__YOUR INSTRUCTIONS__: Every line below should be repeated exactly.
━━━━
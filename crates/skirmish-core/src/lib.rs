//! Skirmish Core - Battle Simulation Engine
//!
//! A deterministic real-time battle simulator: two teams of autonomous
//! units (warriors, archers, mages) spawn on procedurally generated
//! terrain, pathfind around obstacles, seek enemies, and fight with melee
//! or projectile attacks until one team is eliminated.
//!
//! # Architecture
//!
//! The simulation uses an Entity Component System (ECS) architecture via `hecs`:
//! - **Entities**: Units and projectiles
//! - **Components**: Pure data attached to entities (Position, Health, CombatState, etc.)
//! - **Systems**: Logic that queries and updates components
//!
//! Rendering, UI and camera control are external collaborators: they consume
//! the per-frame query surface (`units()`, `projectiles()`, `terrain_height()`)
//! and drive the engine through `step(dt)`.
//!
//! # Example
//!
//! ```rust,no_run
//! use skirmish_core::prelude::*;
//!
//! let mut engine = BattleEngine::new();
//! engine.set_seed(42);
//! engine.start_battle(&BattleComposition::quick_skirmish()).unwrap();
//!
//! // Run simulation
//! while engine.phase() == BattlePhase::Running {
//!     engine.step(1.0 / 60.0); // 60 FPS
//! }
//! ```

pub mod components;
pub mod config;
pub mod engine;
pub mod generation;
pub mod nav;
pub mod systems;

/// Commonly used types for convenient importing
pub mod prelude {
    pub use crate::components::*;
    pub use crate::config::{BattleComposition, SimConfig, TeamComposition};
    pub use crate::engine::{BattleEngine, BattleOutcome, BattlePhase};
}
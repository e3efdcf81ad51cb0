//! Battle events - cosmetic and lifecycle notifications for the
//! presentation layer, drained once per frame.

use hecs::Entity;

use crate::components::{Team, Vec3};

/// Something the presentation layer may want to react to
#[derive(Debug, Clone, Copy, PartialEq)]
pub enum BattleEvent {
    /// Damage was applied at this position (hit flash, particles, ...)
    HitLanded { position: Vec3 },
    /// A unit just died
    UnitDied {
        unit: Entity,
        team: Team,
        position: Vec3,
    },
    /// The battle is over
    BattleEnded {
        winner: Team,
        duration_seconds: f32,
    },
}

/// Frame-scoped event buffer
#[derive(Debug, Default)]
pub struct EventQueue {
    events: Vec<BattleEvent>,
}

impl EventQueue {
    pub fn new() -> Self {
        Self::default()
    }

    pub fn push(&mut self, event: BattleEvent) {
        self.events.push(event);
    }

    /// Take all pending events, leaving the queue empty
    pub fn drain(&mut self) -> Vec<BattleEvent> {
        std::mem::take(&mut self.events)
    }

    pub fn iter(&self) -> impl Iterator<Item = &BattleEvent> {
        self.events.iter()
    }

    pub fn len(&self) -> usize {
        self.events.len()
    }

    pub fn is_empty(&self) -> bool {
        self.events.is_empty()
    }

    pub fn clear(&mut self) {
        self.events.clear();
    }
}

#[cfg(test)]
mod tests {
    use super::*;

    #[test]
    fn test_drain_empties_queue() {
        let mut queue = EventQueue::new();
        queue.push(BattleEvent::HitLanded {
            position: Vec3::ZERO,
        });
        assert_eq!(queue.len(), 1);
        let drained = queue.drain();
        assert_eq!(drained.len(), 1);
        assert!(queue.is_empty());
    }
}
━━━━
__WRITTEN RESPONSE__:
filename crates/skirmish-core/src/lib.rs
//! Skirmish Core - Battle Simulation Engine
//!
//! A deterministic real-time battle simulator: two teams of autonomous
//! units (warriors, archers, mages) spawn on procedurally generated
//! terrain, pathfind around obstacles, seek enemies, and fight with melee
//! or projectile attacks until one team is eliminated.
//!
//! # Architecture
//!
//! The simulation uses an Entity Component System (ECS) architecture via `hecs`:
//! - **Entities**: Units and projectiles
//! - **Components**: Pure data attached to entities (Position, Health, CombatState, etc.)
//! - **Systems**: Logic that queries and updates components
//!
//! Rendering, UI and camera control are external collaborators: they consume
//! the per-frame query surface (`units()`, `projectiles()`, `terrain_height()`)
//! and drive the engine through `step(dt)`.
//!
//! # Example
//!
//! ```rust,no_run
//! use skirmish_core::prelude::*;
//!
//! let mut engine = BattleEngine::new();
//! engine.set_seed(42);
//! engine.start_battle(&BattleComposition::quick_skirmish()).unwrap();
//!
//! // Run simulation
//! while engine.phase() == BattlePhase::Running {
//!     engine.step(1.0 / 60.0); // 60 FPS
//! }
//! ```

pub mod components;
pub mod config;
pub mod engine;
pub mod generation;
pub mod nav;
pub mod systems;

/// Commonly used types for convenient importing
pub mod prelude {
    pub use crate::components::*;
    pub use crate::config::{BattleComposition, SimConfig, TeamComposition};
    pub use crate::engine::{BattleEngine, BattleOutcome, BattlePhase};
}
repository e3efdcf81ad51cb0
//! Battle events - cosmetic and lifecycle notifications for the
//! presentation layer, drained once per frame.

use hecs::Entity;

use crate::components::{Team, Vec3};

/// Something the presentation layer may want to react to
#[derive(Debug, Clone, Copy, PartialEq)]
pub enum BattleEvent {
    /// Damage was applied at this position (hit flash, particles, ...)
    HitLanded { position: Vec3 },
    /// A unit just died
    UnitDied {
        unit: Entity,
        team: Team,
        position: Vec3,
    },
    /// The battle is over
    BattleEnded {
        winner: Team,
        duration_seconds: f32,
    },
}

/// Frame-scoped event buffer
#[derive(Debug, Default)]
pub struct EventQueue {
    events: Vec<BattleEvent>,
}

impl EventQueue {
    pub fn new() -> Self {
        Self::default()
    }

    pub fn push(&mut self, event: BattleEvent) {
        self.events.push(event);
    }

    /// Take all pending events, leaving the queue empty
    pub fn drain(&mut self) -> Vec<BattleEvent> {
        std::mem::take(&mut self.events)
    }

    pub fn iter(&self) -> impl Iterator<Item = &BattleEvent> {
        self.events.iter()
    }

    pub fn len(&self) -> usize {
        self.events.len()
    }

    pub fn is_empty(&self) -> bool {
        self.events.is_empty()
    }

    pub fn clear(&mut self) {
        self.events.clear();
    }
}

#[cfg(test)]
mod tests {
    use super::*;

    #[test]
    fn test_drain_empties_queue() {
        let mut queue = EventQueue::new();
        queue.push(BattleEvent::HitLanded {
            position: Vec3::ZERO,
        });
        assert_eq!(queue.len(), 1);
        let drained = queue.drain();
        assert_eq!(drained.len(), 1);
        assert!(queue.is_empty());
    }
}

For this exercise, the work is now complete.